» **Prompt**
Say how many of the lines below contain the word "precision"; nothing else belongs in the answer.

» **Material for this task**
================

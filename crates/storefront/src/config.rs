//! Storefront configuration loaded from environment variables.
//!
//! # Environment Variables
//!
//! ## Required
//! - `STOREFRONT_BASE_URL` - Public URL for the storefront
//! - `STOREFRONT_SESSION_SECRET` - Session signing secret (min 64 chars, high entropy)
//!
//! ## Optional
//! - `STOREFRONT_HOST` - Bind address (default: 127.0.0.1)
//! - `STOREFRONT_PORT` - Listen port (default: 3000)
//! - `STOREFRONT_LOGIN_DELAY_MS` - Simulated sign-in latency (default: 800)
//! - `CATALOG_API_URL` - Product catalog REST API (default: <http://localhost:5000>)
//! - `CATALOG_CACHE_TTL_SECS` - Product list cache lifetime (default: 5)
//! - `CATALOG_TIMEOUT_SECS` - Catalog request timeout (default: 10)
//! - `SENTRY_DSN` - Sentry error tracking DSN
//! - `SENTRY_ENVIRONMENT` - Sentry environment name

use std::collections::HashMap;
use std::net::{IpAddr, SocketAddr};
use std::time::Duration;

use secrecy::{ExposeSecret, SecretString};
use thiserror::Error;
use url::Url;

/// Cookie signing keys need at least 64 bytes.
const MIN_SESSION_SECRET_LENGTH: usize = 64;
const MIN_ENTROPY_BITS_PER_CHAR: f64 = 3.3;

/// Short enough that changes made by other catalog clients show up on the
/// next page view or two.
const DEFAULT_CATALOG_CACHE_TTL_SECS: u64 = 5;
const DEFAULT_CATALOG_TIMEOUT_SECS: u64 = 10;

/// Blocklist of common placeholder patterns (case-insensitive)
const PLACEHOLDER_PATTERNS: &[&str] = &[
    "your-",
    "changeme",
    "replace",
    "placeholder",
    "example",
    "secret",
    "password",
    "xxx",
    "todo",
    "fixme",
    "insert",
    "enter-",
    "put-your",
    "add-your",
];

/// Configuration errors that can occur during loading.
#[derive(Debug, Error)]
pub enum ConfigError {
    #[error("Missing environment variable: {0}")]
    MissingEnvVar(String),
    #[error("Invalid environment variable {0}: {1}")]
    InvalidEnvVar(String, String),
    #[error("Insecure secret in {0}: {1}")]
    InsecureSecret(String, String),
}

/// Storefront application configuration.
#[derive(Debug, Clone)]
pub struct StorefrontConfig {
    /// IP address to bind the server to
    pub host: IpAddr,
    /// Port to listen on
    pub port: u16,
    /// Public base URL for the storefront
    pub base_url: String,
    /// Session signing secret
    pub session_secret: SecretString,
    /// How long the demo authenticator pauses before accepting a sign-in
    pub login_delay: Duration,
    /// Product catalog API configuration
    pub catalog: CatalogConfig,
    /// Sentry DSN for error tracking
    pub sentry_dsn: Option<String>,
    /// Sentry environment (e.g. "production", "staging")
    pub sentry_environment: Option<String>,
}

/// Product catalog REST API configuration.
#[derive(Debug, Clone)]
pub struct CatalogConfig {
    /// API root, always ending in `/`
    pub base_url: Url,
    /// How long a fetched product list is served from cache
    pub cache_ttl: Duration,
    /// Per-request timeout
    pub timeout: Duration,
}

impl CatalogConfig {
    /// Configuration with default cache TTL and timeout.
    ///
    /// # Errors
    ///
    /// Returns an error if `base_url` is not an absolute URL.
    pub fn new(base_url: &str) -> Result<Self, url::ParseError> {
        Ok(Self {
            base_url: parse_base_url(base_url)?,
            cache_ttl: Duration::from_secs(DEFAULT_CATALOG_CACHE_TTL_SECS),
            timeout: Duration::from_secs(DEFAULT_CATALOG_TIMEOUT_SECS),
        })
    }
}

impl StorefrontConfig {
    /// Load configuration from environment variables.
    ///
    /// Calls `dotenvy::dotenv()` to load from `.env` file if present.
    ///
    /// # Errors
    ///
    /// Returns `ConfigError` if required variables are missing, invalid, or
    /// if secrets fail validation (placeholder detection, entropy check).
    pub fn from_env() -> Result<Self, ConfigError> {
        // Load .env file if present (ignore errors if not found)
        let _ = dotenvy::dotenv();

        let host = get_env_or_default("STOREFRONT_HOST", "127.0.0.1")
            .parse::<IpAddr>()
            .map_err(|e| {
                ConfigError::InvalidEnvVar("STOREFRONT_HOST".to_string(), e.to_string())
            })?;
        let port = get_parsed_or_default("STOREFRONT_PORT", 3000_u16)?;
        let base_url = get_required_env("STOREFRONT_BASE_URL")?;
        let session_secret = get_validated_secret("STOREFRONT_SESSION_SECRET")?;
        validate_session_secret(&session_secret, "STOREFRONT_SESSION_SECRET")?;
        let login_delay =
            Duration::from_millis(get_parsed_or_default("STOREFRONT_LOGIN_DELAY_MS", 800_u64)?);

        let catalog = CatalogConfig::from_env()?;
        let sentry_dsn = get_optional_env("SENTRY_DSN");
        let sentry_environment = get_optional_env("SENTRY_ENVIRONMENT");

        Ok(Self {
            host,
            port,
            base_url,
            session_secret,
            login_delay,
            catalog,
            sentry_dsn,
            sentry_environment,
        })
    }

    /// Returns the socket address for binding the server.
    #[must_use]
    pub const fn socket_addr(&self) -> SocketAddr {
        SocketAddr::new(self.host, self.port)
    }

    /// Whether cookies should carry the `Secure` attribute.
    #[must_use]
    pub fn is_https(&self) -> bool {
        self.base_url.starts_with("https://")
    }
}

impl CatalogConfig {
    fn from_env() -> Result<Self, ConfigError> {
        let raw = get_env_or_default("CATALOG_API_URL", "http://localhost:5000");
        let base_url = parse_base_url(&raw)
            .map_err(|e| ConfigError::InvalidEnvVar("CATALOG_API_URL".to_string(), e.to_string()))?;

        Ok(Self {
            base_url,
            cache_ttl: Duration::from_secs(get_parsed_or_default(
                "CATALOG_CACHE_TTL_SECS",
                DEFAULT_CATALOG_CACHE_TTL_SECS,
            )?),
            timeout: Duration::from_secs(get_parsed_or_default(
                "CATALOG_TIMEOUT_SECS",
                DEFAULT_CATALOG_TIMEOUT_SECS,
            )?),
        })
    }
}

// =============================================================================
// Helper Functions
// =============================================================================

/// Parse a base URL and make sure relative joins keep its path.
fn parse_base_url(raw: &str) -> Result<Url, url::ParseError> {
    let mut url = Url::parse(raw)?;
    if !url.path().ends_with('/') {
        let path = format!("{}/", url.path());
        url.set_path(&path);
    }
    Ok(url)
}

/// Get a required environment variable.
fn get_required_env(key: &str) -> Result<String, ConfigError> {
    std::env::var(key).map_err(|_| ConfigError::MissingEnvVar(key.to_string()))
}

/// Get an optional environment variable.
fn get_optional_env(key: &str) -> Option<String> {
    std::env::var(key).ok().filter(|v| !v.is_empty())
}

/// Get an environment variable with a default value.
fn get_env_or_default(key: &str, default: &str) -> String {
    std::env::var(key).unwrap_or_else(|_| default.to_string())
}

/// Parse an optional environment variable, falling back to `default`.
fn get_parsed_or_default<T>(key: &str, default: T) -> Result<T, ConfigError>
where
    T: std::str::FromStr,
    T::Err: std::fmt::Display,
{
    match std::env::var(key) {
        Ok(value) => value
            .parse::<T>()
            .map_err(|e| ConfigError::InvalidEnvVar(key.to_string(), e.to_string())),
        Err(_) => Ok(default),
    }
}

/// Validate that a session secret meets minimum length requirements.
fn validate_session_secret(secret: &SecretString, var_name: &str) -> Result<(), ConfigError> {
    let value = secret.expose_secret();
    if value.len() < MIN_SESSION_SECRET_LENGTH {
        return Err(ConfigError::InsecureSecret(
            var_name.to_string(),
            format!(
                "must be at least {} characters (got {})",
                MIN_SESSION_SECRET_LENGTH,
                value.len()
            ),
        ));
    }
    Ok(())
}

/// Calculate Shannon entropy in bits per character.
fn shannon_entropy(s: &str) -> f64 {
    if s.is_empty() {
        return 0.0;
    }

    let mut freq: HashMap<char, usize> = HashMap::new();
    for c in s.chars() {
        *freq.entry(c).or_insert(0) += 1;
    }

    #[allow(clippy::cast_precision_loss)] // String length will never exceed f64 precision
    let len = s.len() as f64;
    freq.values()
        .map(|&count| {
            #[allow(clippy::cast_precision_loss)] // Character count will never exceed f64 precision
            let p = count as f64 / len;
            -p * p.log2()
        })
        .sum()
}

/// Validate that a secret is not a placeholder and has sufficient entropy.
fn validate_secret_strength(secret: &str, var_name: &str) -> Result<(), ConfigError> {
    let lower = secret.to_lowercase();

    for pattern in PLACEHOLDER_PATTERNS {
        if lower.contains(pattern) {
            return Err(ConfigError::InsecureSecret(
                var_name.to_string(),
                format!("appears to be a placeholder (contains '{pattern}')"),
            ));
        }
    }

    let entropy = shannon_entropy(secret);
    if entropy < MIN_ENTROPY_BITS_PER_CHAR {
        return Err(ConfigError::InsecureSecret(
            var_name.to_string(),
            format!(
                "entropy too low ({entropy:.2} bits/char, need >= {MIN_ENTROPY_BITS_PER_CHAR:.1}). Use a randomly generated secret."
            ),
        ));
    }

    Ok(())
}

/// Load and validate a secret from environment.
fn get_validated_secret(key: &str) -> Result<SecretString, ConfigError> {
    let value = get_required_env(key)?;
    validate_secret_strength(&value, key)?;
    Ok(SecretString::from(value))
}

================

» **Response area**
2